If we have at some point definitive research to show that the children of working mothers do less well emotionally, we have to balance this information against research evidence over the past 30 years that shows women who stay at home to care for their children are more vulnerable to depression. In fact, working women suffer less depression than unemployed women who, in turn, fare better than homemakers. This again brings us back to the importance of individual factors: how you feel about returning to work or staying at home, what contribution your partner can make, how flexible your employment situation is and who is available to help you.
The transition to parenthood is not, however, as negative as some of these factors might suggest. The majority of people make the transition and manage to position themselves somewhere along the continuum between totally child-centred and totally individual-centred. It obviously takes different lengths of time and involves different struggles for different people.

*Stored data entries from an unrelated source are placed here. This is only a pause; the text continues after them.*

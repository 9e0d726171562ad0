//! Event-driven NITF parsing.

mod ancestry;
mod builder;
mod reader;

pub use ancestry::Ancestry;
pub use builder::DocumentBuilder;
pub use reader::NitfParser;
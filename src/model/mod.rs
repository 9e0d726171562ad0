//! Document model types for parsed NITF content.
//!
//! The model is built incrementally by the parser and is read-only once
//! parsing completes. One `NitfDocument` corresponds to exactly one parsed
//! document.

mod document;
mod media;

pub use document::{Byline, BylineField, DocData, NitfDocument, PubData, Revision};
pub use media::Media;
//! XML event source driving the document builder.

use std::fs::File;
use std::io::BufRead;
use std::io::BufReader;
use std::path::Path;

use quick_xml::events::{BytesStart, Event};
use quick_xml::Reader;

use crate::error::{Error, Result};
use crate::model::NitfDocument;

use super::builder::DocumentBuilder;

/// NITF document parser over an XML byte stream.
///
/// Wraps a `quick_xml::Reader` and feeds its events to a
/// [`DocumentBuilder`](super::DocumentBuilder): start and end tags push and
/// pop the ancestry stack, text and CDATA become character-data chunks. Tag
/// and attribute names are matched case-insensitively, so feeds may use
/// either case convention.
pub struct NitfParser<R: BufRead> {
    reader: Reader<R>,
}

impl<'a> NitfParser<&'a [u8]> {
    /// Parse from an in-memory string.
    pub fn from_str(input: &'a str) -> Self {
        Self {
            reader: Reader::from_str(input),
        }
    }

    /// Parse from an in-memory byte slice.
    pub fn from_bytes(input: &'a [u8]) -> Self {
        Self {
            reader: Reader::from_reader(input),
        }
    }
}

impl NitfParser<BufReader<File>> {
    /// Open a NITF file for parsing.
    pub fn open<P: AsRef<Path>>(path: P) -> Result<Self> {
        let file = File::open(path)?;
        Ok(Self::from_reader(BufReader::new(file)))
    }
}

impl<R: BufRead> NitfParser<R> {
    /// Parse from any buffered reader.
    pub fn from_reader(reader: R) -> Self {
        Self {
            reader: Reader::from_reader(reader),
        }
    }

    /// Run the parse to completion and return the document.
    ///
    /// Malformed markup (tokenizer errors, mismatched or surplus end tags,
    /// truncated input) is fatal; missing or malformed attributes on
    /// recognized elements are not.
    pub fn parse(mut self) -> Result<NitfDocument> {
        let mut builder = DocumentBuilder::new();
        let mut buf = Vec::new();

        loop {
            match self.reader.read_event_into(&mut buf) {
                Ok(Event::Start(e)) => {
                    let name = element_name(&e);
                    let attrs = collect_attrs(&e);
                    builder.start_element(&name, &attrs);
                }

                // <tag/> behaves as start immediately followed by end.
                Ok(Event::Empty(e)) => {
                    let name = element_name(&e);
                    let attrs = collect_attrs(&e);
                    builder.start_element(&name, &attrs);
                    self.end_element(&mut builder, &name)?;
                }

                Ok(Event::End(e)) => {
                    let name = String::from_utf8_lossy(e.name().as_ref()).into_owned();
                    self.end_element(&mut builder, &name)?;
                }

                Ok(Event::Text(e)) => {
                    let text = e.unescape().map_err(|source| Error::Xml {
                        position: self.reader.buffer_position(),
                        source,
                    })?;
                    builder.text(&text);
                }

                // CDATA carries no entity references; forward it raw so
                // encoded media payloads survive byte-for-byte.
                Ok(Event::CData(e)) => {
                    builder.text(&String::from_utf8_lossy(&e));
                }

                Ok(Event::Eof) => break,

                // Declarations, comments, PIs and doctypes carry nothing
                // the document model cares about.
                Ok(_) => {}

                Err(source) => {
                    return Err(Error::Xml {
                        position: self.reader.buffer_position(),
                        source,
                    });
                }
            }
            buf.clear();
        }

        builder.finish()
    }

    fn end_element(&self, builder: &mut DocumentBuilder, name: &str) -> Result<()> {
        builder.end_element(name).map_err(|err| match err {
            Error::UnexpectedEndTag { tag, .. } => Error::UnexpectedEndTag {
                tag,
                position: self.reader.buffer_position(),
            },
            other => other,
        })
    }
}

fn element_name(e: &BytesStart<'_>) -> String {
    String::from_utf8_lossy(e.name().as_ref()).into_owned()
}

fn collect_attrs(e: &BytesStart<'_>) -> Vec<(String, String)> {
    let mut attrs = Vec::new();
    for attr in e.attributes().flatten() {
        let key = String::from_utf8_lossy(attr.key.as_ref()).into_owned();
        match attr.unescape_value() {
            Ok(value) => attrs.push((key, value.into_owned())),
            Err(err) => log::warn!("skipping malformed attribute {}: {}", key, err),
        }
    }
    attrs
}

#[cfg(test)]
mod tests {
    use super::*;
    use crate::model::BylineField;

    #[test]
    fn test_storm_scenario() {
        let xml = "<nitf><body><body.head><hedline><hl1>  Storm Hits Coast  </hl1></hedline>\
                   </body.head><body.content><body.content><p lede=\"true\">Rescue underway.</p>\
                   <p>Officials respond.</p></body.content></body.content></body></nitf>";
        let doc = NitfParser::from_str(xml).parse().unwrap();

        assert_eq!(doc.headline(1).unwrap(), "Storm Hits Coast");
        assert_eq!(doc.content(), ["Rescue underway.", "Officials respond."]);
        assert_eq!(doc.lede(), Some("Rescue underway."));
    }

    #[test]
    fn test_media_scenario() {
        let xml = r#"<nitf><body><body.content>
            <media media-type="image">
                <media-reference source="http://x/img.jpg" mime-type="image/jpeg"/>
                <media-caption>A dog</media-caption>
            </media>
        </body.content></body></nitf>"#;
        let doc = NitfParser::from_str(xml).parse().unwrap();

        assert_eq!(doc.media().len(), 1);
        let media = &doc.media()[0];
        assert_eq!(media.media_type(), "image");
        assert_eq!(media.source(), Some("http://x/img.jpg"));
        assert_eq!(media.caption(), Some("A dog"));
    }

    #[test]
    fn test_empty_element_syntax() {
        let xml = r#"<nitf><head><docdata><doc-id id-string="urn:x:1"/></docdata></head></nitf>"#;
        let doc = NitfParser::from_str(xml).parse().unwrap();
        assert_eq!(doc.doc_data().get("doc-id"), Some("urn:x:1"));
    }

    #[test]
    fn test_entities_decoded_in_text() {
        let xml = "<nitf><body><body.content><p>Smith &amp; Jones</p></body.content></body></nitf>";
        let doc = NitfParser::from_str(xml).parse().unwrap();
        assert_eq!(doc.content(), ["Smith & Jones"]);
    }

    #[test]
    fn test_cdata_preserved_in_media_object() {
        let xml = "<nitf><body><body.content><media><media-object encoding=\"base64\">\
                   <![CDATA[QUJD\nREVG]]></media-object></media></body.content></body></nitf>";
        let doc = NitfParser::from_str(xml).parse().unwrap();
        assert_eq!(doc.media()[0].data(), Some("QUJD\nREVG"));
    }

    #[test]
    fn test_uppercase_feed_matches() {
        let xml = "<NITF><BODY><BODY.HEAD><BYLINE>By Anyone</BYLINE></BODY.HEAD></BODY></NITF>";
        let doc = NitfParser::from_str(xml).parse().unwrap();
        assert_eq!(doc.byline(BylineField::Author), Some("By Anyone"));
    }

    #[test]
    fn test_unbalanced_markup_is_fatal() {
        let xml = "<nitf><body></body></nitf></extra>";
        let err = NitfParser::from_str(xml).parse().unwrap_err();
        assert!(matches!(
            err,
            Error::Xml { .. } | Error::UnexpectedEndTag { .. }
        ));
    }

    #[test]
    fn test_truncated_document_is_fatal() {
        let xml = "<nitf><body><body.content><p>cut off";
        let err = NitfParser::from_str(xml).parse().unwrap_err();
        assert!(matches!(
            err,
            Error::Xml { .. } | Error::UnclosedElement(_)
        ));
    }

    #[test]
    fn test_reparse_is_deterministic() {
        let xml = r#"<nitf><head><docdata><doc-id id-string="a"/><keyword key="k1"/>
            </docdata></head><body><body.head><hedline><hl1>H</hl1><hl2>S</hl2></hedline>
            </body.head><body.content><p>One.</p><p lede="true">Zero.</p></body.content>
            </body></nitf>"#;
        let first = NitfParser::from_str(xml).parse().unwrap();
        let second = NitfParser::from_str(xml).parse().unwrap();
        assert_eq!(first, second);
    }
}
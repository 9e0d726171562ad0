//! Rendering module for human-readable and machine-readable views of a
//! parsed document.

mod json;
mod text;

pub use json::{to_json, JsonFormat};
pub use text::to_text;
//! Media records extracted from `<media>` blocks.

use serde::{Deserialize, Serialize};
use std::collections::HashMap;

/// A single media reference from the body of a NITF document.
///
/// One record is built per `<media>` element and appended to the document
/// only when that element closes; partially built records are never visible
/// to queries.
#[derive(Debug, Clone, Serialize, Deserialize, PartialEq)]
pub struct Media {
    /// Media type from the `media-type` attribute (`"other"` when absent).
    #[serde(rename = "type")]
    pub(crate) media_type: String,

    /// Location of the media payload (`source`, or the non-standard
    /// `data-location` some wire feeds emit instead).
    pub(crate) source: Option<String>,

    /// MIME type of the referenced payload.
    #[serde(rename = "mime-type")]
    pub(crate) mime_type: Option<String>,

    /// Human-readable caption, accumulated from character data.
    pub(crate) caption: String,

    /// Inline payload from `<media-object>`, typically base64. Preserved
    /// byte-for-byte; no whitespace normalization is applied.
    pub(crate) data: String,

    /// Transfer encoding of the inline payload.
    pub(crate) encoding: Option<String>,

    /// Producer of the media item.
    pub(crate) producer: Option<String>,

    /// Schema-extensible name/value pairs from `<media-metadata>` elements
    /// whose names do not match a dedicated field above.
    pub(crate) meta: HashMap<String, String>,
}

impl Media {
    pub(crate) fn new(media_type: impl Into<String>) -> Self {
        Self {
            media_type: media_type.into(),
            source: None,
            mime_type: None,
            caption: String::new(),
            data: String::new(),
            encoding: None,
            producer: None,
            meta: HashMap::new(),
        }
    }

    /// The media type, e.g. `"image"` or `"video"`.
    pub fn media_type(&self) -> &str {
        &self.media_type
    }

    /// Location of the media payload, if one was given.
    pub fn source(&self) -> Option<&str> {
        self.source.as_deref()
    }

    /// MIME type of the payload, if one was given.
    pub fn mime_type(&self) -> Option<&str> {
        self.mime_type.as_deref()
    }

    /// Caption text, or `None` if the media block carried no caption.
    pub fn caption(&self) -> Option<&str> {
        non_empty(&self.caption)
    }

    /// Inline payload data, or `None` if the media block carried none.
    pub fn data(&self) -> Option<&str> {
        non_empty(&self.data)
    }

    /// Transfer encoding of the inline payload, if one was given.
    pub fn encoding(&self) -> Option<&str> {
        self.encoding.as_deref()
    }

    /// Producer of the media item, if one was given.
    pub fn producer(&self) -> Option<&str> {
        self.producer.as_deref()
    }

    /// Extra metadata pairs not covered by the dedicated fields.
    pub fn meta(&self) -> &HashMap<String, String> {
        &self.meta
    }

    /// Look up a field by its NITF name.
    ///
    /// Dedicated fields (`type`, `source`, `mime-type`, `caption`, `data`,
    /// `encoding`, `producer`) are matched case-insensitively; any other
    /// name is looked up in the `meta` map.
    pub fn get(&self, field: &str) -> Option<&str> {
        match field.to_ascii_lowercase().as_str() {
            "type" => Some(&self.media_type),
            "source" => self.source(),
            "mime-type" => self.mime_type(),
            "caption" => self.caption(),
            "data" => self.data(),
            "encoding" => self.encoding(),
            "producer" => self.producer(),
            _ => self.meta.get(field).map(String::as_str),
        }
    }

    /// Store a `<media-metadata>` pair. Names matching a dedicated field
    /// overwrite that field; anything else lands in the `meta` map.
    pub(crate) fn set_field(&mut self, name: &str, value: String) {
        match name.to_ascii_lowercase().as_str() {
            "type" => self.media_type = value,
            "source" => self.source = Some(value),
            "mime-type" => self.mime_type = Some(value),
            "caption" => self.caption = value,
            "data" => self.data = value,
            "encoding" => self.encoding = Some(value),
            "producer" => self.producer = Some(value),
            _ => {
                self.meta.insert(name.to_string(), value);
            }
        }
    }
}

impl Default for Media {
    fn default() -> Self {
        Self::new("other")
    }
}

fn non_empty(s: &str) -> Option<&str> {
    if s.is_empty() {
        None
    } else {
        Some(s)
    }
}
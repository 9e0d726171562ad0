//! nitf CLI - NITF news article extraction tool

use std::fs;
use std::path::PathBuf;
use std::process::ExitCode;

use clap::{Parser, ValueEnum};

use nitf::{parse_file, to_json, to_text, JsonFormat, NitfDocument};

#[derive(Parser)]
#[command(name = "nitf")]
#[command(author = "iyulab")]
#[command(version)]
#[command(about = "Extract NITF news article content to text and JSON", long_about = None)]
struct Cli {
    /// Input NITF file
    #[arg(value_name = "FILE")]
    input: PathBuf,

    /// Output file (stdout if not specified)
    #[arg(short, long, value_name = "FILE")]
    output: Option<PathBuf>,

    /// Output format
    #[arg(short, long, value_enum, default_value = "text")]
    format: Format,

    /// Separator between article parts in text output
    #[arg(long, default_value = "\n")]
    separator: String,

    /// Emit compact JSON instead of pretty-printed
    #[arg(long)]
    compact: bool,
}

#[derive(Debug, Clone, Copy, ValueEnum)]
enum Format {
    /// Human-readable article text
    Text,
    /// Structured document model as JSON
    Json,
}

fn main() -> ExitCode {
    env_logger::Builder::from_env(env_logger::Env::default().default_filter_or("warn")).init();

    let cli = Cli::parse();
    match run(&cli) {
        Ok(()) => ExitCode::SUCCESS,
        Err(e) => {
            eprintln!("error: {}", e);
            ExitCode::FAILURE
        }
    }
}

fn run(cli: &Cli) -> nitf::Result<()> {
    log::debug!("parsing {}", cli.input.display());
    let doc = parse_file(&cli.input)?;

    let rendered = render(&doc, cli)?;
    match &cli.output {
        Some(path) => fs::write(path, rendered)?,
        None => println!("{}", rendered),
    }
    Ok(())
}

fn render(doc: &NitfDocument, cli: &Cli) -> nitf::Result<String> {
    match cli.format {
        Format::Text => Ok(to_text(doc, &cli.separator)),
        Format::Json => {
            let format = if cli.compact {
                JsonFormat::Compact
            } else {
                JsonFormat::Pretty
            };
            to_json(doc, format)
        }
    }
}
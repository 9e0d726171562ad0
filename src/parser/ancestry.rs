//! The open-element stack used for context-sensitive dispatch.

/// Tracks the chain of currently open elements in document order.
///
/// Membership is tested anywhere in the chain, not just at the immediate
/// parent. This lets context checks like "are we inside BODY.HEAD" ignore
/// how deeply nested the current element is. If two same-named
/// disambiguating elements could legally nest the test could not tell them
/// apart; the NITF schema does not nest any of the tags used for dispatch.
#[derive(Debug, Default)]
pub struct Ancestry {
    tags: Vec<String>,
}

impl Ancestry {
    pub fn new() -> Self {
        Self::default()
    }

    /// Record an element start.
    pub fn push(&mut self, tag: impl Into<String>) {
        self.tags.push(tag.into());
    }

    /// Record an element end. Returns `None` on underflow, which callers
    /// must surface as a fatal parse error.
    pub fn pop(&mut self) -> Option<String> {
        self.tags.pop()
    }

    /// Whether the named element is open anywhere in the current chain.
    pub fn contains(&self, tag: &str) -> bool {
        self.tags.iter().any(|t| t == tag)
    }

    /// The most recently opened, still-open element.
    pub fn innermost(&self) -> Option<&str> {
        self.tags.last().map(String::as_str)
    }

    pub fn is_empty(&self) -> bool {
        self.tags.is_empty()
    }

    pub fn depth(&self) -> usize {
        self.tags.len()
    }
}
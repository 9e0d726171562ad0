//! Integration tests for the rendered views.

use nitf::{parse_str, to_json, to_text, JsonFormat, NitfDocument};

const ARTICLE: &str = "<nitf><body><body.head>\
    <hedline><hl1>Storm Hits Coast</hl1></hedline>\
    <byline>By Jane Doe</byline>\
    <dateline><location>MIAMI</location></dateline>\
    </body.head><body.content>\
    <p lede=\"true\">Rescue underway.</p><p>Officials respond.</p>\
    </body.content><body.end><tagline>Jo Bloggs contributed.</tagline></body.end>\
    </body></nitf>";

#[test]
fn test_text_rendering_with_default_separator() {
    let doc = parse_str(ARTICLE).unwrap();
    let text = to_text(&doc, "\n");

    assert_eq!(
        text,
        "Storm Hits Coast\nBy Jane Doe\nMIAMI - Rescue underway.\nOfficials respond.\nJo Bloggs contributed."
    );
}

#[test]
fn test_text_rendering_with_custom_separator() {
    let doc = parse_str(ARTICLE).unwrap();
    let text = to_text(&doc, "\r\n");

    assert!(text.starts_with("Storm Hits Coast\r\n"));
    assert!(text.ends_with("Jo Bloggs contributed."));
}

#[test]
fn test_json_rendering_contains_model_fields() {
    let doc = parse_str(ARTICLE).unwrap();
    let json = to_json(&doc, JsonFormat::Pretty).unwrap();

    assert!(json.contains("Storm Hits Coast"));
    assert!(json.contains("Rescue underway."));
    assert!(json.contains("\"key-list\""));
}

#[test]
fn test_json_round_trip() {
    let doc = parse_str(ARTICLE).unwrap();
    let json = to_json(&doc, JsonFormat::Compact).unwrap();
    let back: NitfDocument = serde_json::from_str(&json).unwrap();

    assert_eq!(doc, back);
    assert_eq!(back.headline(1).unwrap(), "Storm Hits Coast");
}
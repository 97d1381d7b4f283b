use crate::error::DialError;
use rustls::pki_types::ServerName;

/// A dial target split at its rightmost colon.
#[derive(Debug, Clone, PartialEq, Eq)]
pub struct Address<'a> {
    pub host: &'a str,
    /// Empty when the target carried no colon.
    pub port: &'a str,
}

impl<'a> Address<'a> {
    pub fn parse(addr: &'a str) -> Self {
        match addr.rfind(':') {
            Some(pos) => Address {
                host: &addr[..pos],
                port: &addr[pos + 1..],
            },
            None => Address {
                host: addr,
                port: "",
            },
        }
    }

    /// Host as it belongs in SNI / certificate checks, IPv6 brackets removed.
    pub fn sni_host(&self) -> &'a str {
        self.host
            .strip_prefix('[')
            .and_then(|h| h.strip_suffix(']'))
            .unwrap_or(self.host)
    }

    pub fn server_name(&self) -> Result<ServerName<'static>, DialError> {
        ServerName::try_from(self.sni_host().to_owned())
            .map_err(|_| DialError::InvalidServerName(self.sni_host().to_owned()))
    }
}

#[cfg(test)]
mod test {
    use super::*;

    #[test]
    fn test_host_port() {
        let addr = Address::parse("example.com:443");
        assert_eq!(addr.host, "example.com");
        assert_eq!(addr.port, "443");
    }

    #[test]
    fn test_no_colon() {
        let addr = Address::parse("example.com");
        assert_eq!(addr.host, "example.com");
        assert_eq!(addr.port, "");
    }

    #[test]
    fn test_rightmost_colon() {
        let addr = Address::parse("[::1]:8443");
        assert_eq!(addr.host, "[::1]");
        assert_eq!(addr.port, "8443");
        assert_eq!(addr.sni_host(), "::1");

        let addr = Address::parse("a:b:c");
        assert_eq!(addr.host, "a:b");
        assert_eq!(addr.port, "c");

        let addr = Address::parse("example.com:");
        assert_eq!(addr.host, "example.com");
        assert_eq!(addr.port, "");
    }

    #[test]
    fn test_server_name() {
        assert!(matches!(
            Address::parse("example.com:443").server_name(),
            Ok(ServerName::DnsName(_))
        ));
        assert!(matches!(
            Address::parse("127.0.0.1:443").server_name(),
            Ok(ServerName::IpAddress(_))
        ));
        assert!(matches!(
            Address::parse("[::1]:443").server_name(),
            Ok(ServerName::IpAddress(_))
        ));
        assert!(matches!(
            Address::parse("bad host:443").server_name(),
            Err(DialError::InvalidServerName(_))
        ));
    }
}
use crate::HelloTemplate;
use rustls::client::client_hello::CompressCertificateOptions;
use rustls::internal::msgs::enums::{ECPointFormat, ExtensionType, PSKKeyExchangeMode};
use rustls::internal::msgs::handshake::{ClientExtension, ClientSessionTicket, ProtocolName};
use rustls::{CipherSuite, NamedGroup, ProtocolVersion, SignatureScheme};
use std::collections::HashMap;
use std::fmt::{Display, Formatter};

pub enum ExtensionChunk {
    Grease,
    Sni,
    KeyShare,
    /// Key share slot with a one-byte GREASE entry in front of the real shares.
    GreasedKeyShare,
    /// ALPN slot; the list is used only when rustls generated no ALPN extension.
    Alpn(Vec<ProtocolName>),
    GreasedNameGroups(Vec<NamedGroup>),
    GreasedTLSVersion(Vec<ProtocolVersion>),
    Extension(ClientExtension),
}

impl ExtensionChunk {
    pub(crate) fn ext_type(&self) -> Option<ExtensionType> {
        match self {
            ExtensionChunk::Grease => None,
            ExtensionChunk::Sni => Some(ExtensionType::ServerName),
            ExtensionChunk::KeyShare | ExtensionChunk::GreasedKeyShare => {
                Some(ExtensionType::KeyShare)
            }
            ExtensionChunk::Alpn(_) => Some(ExtensionType::ALProtocolNegotiation),
            ExtensionChunk::GreasedNameGroups(_) => Some(ExtensionType::EllipticCurves),
            ExtensionChunk::GreasedTLSVersion(_) => Some(ExtensionType::SupportedVersions),
            ExtensionChunk::Extension(e) => Some(e.get_ext_type()),
        }
    }
}

#[derive(Debug, Clone, Copy, PartialEq, Eq)]
pub enum FailReason<'a> {
    Part,
    CipherSuite(&'a str),
    NamedGroup(&'a str),
    ExtensionType(&'a str),
    MissingTLSVersion,
    MissingALPN,
    MissingSignatureAlgorithms,
    MissingCompressCertificate,
}

impl<'a> Display for FailReason<'a> {
    fn fmt(&self, f: &mut Formatter<'_>) -> std::fmt::Result {
        write!(f, "{:?}", self)
    }
}

#[derive(Default)]
pub struct HelloTemplateBuilder {
    pub tls_versions: Option<Vec<ProtocolVersion>>,
    pub alpn: Option<Vec<ProtocolName>>,
    pub signature_algorithms: Option<Vec<SignatureScheme>>,
    pub compress_certificate: Option<CompressCertificateOptions>,
    // empirical
    pub grease: bool,
    pub unknown_extensions: HashMap<u16, ClientExtension>,
}

fn parse_codes<'a, T, F>(field: &'a str, err: F) -> Result<Vec<T>, FailReason<'a>>
where
    T: From<u16>,
    F: Fn(&'a str) -> FailReason<'a>,
{
    if field.is_empty() {
        return Ok(Vec::new());
    }
    field
        .split('-')
        .map(|code| code.parse::<u16>().map(T::from).map_err(|_| err(code)))
        .collect()
}

impl HelloTemplateBuilder {
    /// Compiles a JA3 full string (`version,ciphers,extensions,groups,formats`)
    /// into a template. Extensions whose body cannot be derived from the JA3
    /// string or the builder fields must be registered in `unknown_extensions`.
    pub fn build_from_ja3<'a>(&self, ja3: &'a str) -> Result<HelloTemplate, FailReason<'a>> {
        let parts: Vec<&str> = ja3.split(',').collect();
        if parts.len() != 5 {
            return Err(FailReason::Part);
        }
        let cipher_suites: Vec<CipherSuite> = parse_codes(parts[1], FailReason::CipherSuite)?;
        let named_groups: Vec<NamedGroup> = parse_codes(parts[3], FailReason::NamedGroup)?;

        let mut extensions = if self.grease {
            vec![ExtensionChunk::Grease]
        } else {
            Vec::new()
        };
        for code in parts[2].split('-') {
            let ty = ExtensionType::from(
                code.parse::<u16>()
                    .map_err(|_| FailReason::ExtensionType(code))?,
            );
            extensions.push(self.chunk_for(ty, code, &named_groups)?);
        }
        if self.grease {
            // trailing GREASE goes before padding, which must stay last
            let before_padding = matches!(
                extensions.last(),
                Some(ExtensionChunk::Extension(e)) if e.get_ext_type() == ExtensionType::Padding
            );
            if before_padding {
                extensions.insert(extensions.len() - 1, ExtensionChunk::Grease);
            } else {
                extensions.push(ExtensionChunk::Grease);
            }
        }
        Ok(HelloTemplate {
            cipher_suites,
            extensions,
        })
    }

    fn chunk_for<'a>(
        &self,
        ty: ExtensionType,
        code: &'a str,
        named_groups: &[NamedGroup],
    ) -> Result<ExtensionChunk, FailReason<'a>> {
        let chunk = match ty {
            ExtensionType::EllipticCurves if self.grease => {
                ExtensionChunk::GreasedNameGroups(named_groups.to_vec())
            }
            ExtensionType::EllipticCurves => {
                ExtensionChunk::Extension(ClientExtension::NamedGroups(named_groups.to_vec()))
            }
            ExtensionType::KeyShare if self.grease => ExtensionChunk::GreasedKeyShare,
            ExtensionType::SupportedVersions => {
                let versions = self
                    .tls_versions
                    .clone()
                    .ok_or(FailReason::MissingTLSVersion)?;
                if self.grease {
                    ExtensionChunk::GreasedTLSVersion(versions)
                } else {
                    ExtensionChunk::Extension(ClientExtension::SupportedVersions(versions))
                }
            }
            ExtensionType::ALProtocolNegotiation => {
                ExtensionChunk::Alpn(self.alpn.clone().ok_or(FailReason::MissingALPN)?)
            }
            ExtensionType::SignatureAlgorithms => {
                ExtensionChunk::Extension(ClientExtension::SignatureAlgorithms(
                    self.signature_algorithms
                        .clone()
                        .ok_or(FailReason::MissingSignatureAlgorithms)?,
                ))
            }
            ExtensionType::Unknown(27) => {
                ExtensionChunk::Extension(ClientExtension::compress_certificate(&[self
                    .compress_certificate
                    .ok_or(FailReason::MissingCompressCertificate)?]))
            }
            oth => match fixed_extension(oth) {
                Some(chunk) => chunk,
                None => ExtensionChunk::Extension(
                    self.unknown_extensions
                        .get(&u16::from(oth))
                        .ok_or(FailReason::ExtensionType(code))?
                        .clone(),
                ),
            },
        };
        Ok(chunk)
    }
}

/// Extensions whose body is the same for every client we imitate.
fn fixed_extension(ext_ty: ExtensionType) -> Option<ExtensionChunk> {
    let ext = match ext_ty {
        ExtensionType::ServerName => return Some(ExtensionChunk::Sni),
        ExtensionType::KeyShare => return Some(ExtensionChunk::KeyShare),
        ExtensionType::ExtendedMasterSecret => ClientExtension::ExtendedMasterSecretRequest,
        ExtensionType::RenegotiationInfo => ClientExtension::renegotiation_info(),
        ExtensionType::StatusRequest => ClientExtension::status_request(),
        ExtensionType::SCT => ClientExtension::signed_certificate_timestamp(),
        ExtensionType::Padding => ClientExtension::padding(vec![]),
        ExtensionType::PSKKeyExchangeModes => {
            ClientExtension::PresharedKeyModes(vec![PSKKeyExchangeMode::PSK_DHE_KE])
        }
        ExtensionType::SessionTicket => ClientExtension::SessionTicket(ClientSessionTicket::Request),
        ExtensionType::ECPointFormats => {
            ClientExtension::EcPointFormats(vec![ECPointFormat::Uncompressed])
        }
        _ => return None,
    };
    Some(ExtensionChunk::Extension(ext))
}

impl HelloTemplateBuilder {
    pub fn with_grease(&mut self, grease: bool) -> &mut Self {
        self.grease = grease;
        self
    }

    pub fn with_tls_versions(&mut self, tls_versions: Vec<ProtocolVersion>) -> &mut Self {
        self.tls_versions = Some(tls_versions);
        self
    }

    pub fn with_alpn(&mut self, alpn: Vec<ProtocolName>) -> &mut Self {
        self.alpn = Some(alpn);
        self
    }

    pub fn with_signature_algorithms(
        &mut self,
        signature_algorithms: Vec<SignatureScheme>,
    ) -> &mut Self {
        self.signature_algorithms = Some(signature_algorithms);
        self
    }

    pub fn with_compress_certificate(
        &mut self,
        compress_certificate: CompressCertificateOptions,
    ) -> &mut Self {
        self.compress_certificate = Some(compress_certificate);
        self
    }

    pub fn with_unknown_extension(&mut self, ext: ClientExtension) -> &mut Self {
        self.unknown_extensions
            .insert(u16::from(ext.get_ext_type()), ext);
        self
    }
}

Claire and David's story Claire and David had their first child when they were both in their late thirties. They had both worked in management positions in the same department store for a number of years. They had thought about having children for a number of years and eventually Claire became pregnant following a 'second honeymoon' holiday. Claire found the transition to being at home very difficult and could barely get dressed before the evening in the early weeks. She had a lot of support from her Health Visitor but otherwise rarely saw anyone else during the day and she knew no other mums with babies or young children. Claire became The needs of parents 13.increasingly resentful of David who would come home talking about events in their office and 'what everybody was getting up to'. She felt that their lives were now so totally different that there was no point in talking to him because he couldn't understand. David was aware things weren't right but didn't know what to do. Problems came to a head one night when David came home from work to find that Claire had had a 'clear out'and sent his record collection to a charity shop.
In time, Claire and David did come to enjoy their new situation.
Claire started to develop a new life for herself. She began to attend a mother-and-baby group and made some good friends in time through a working mothers network.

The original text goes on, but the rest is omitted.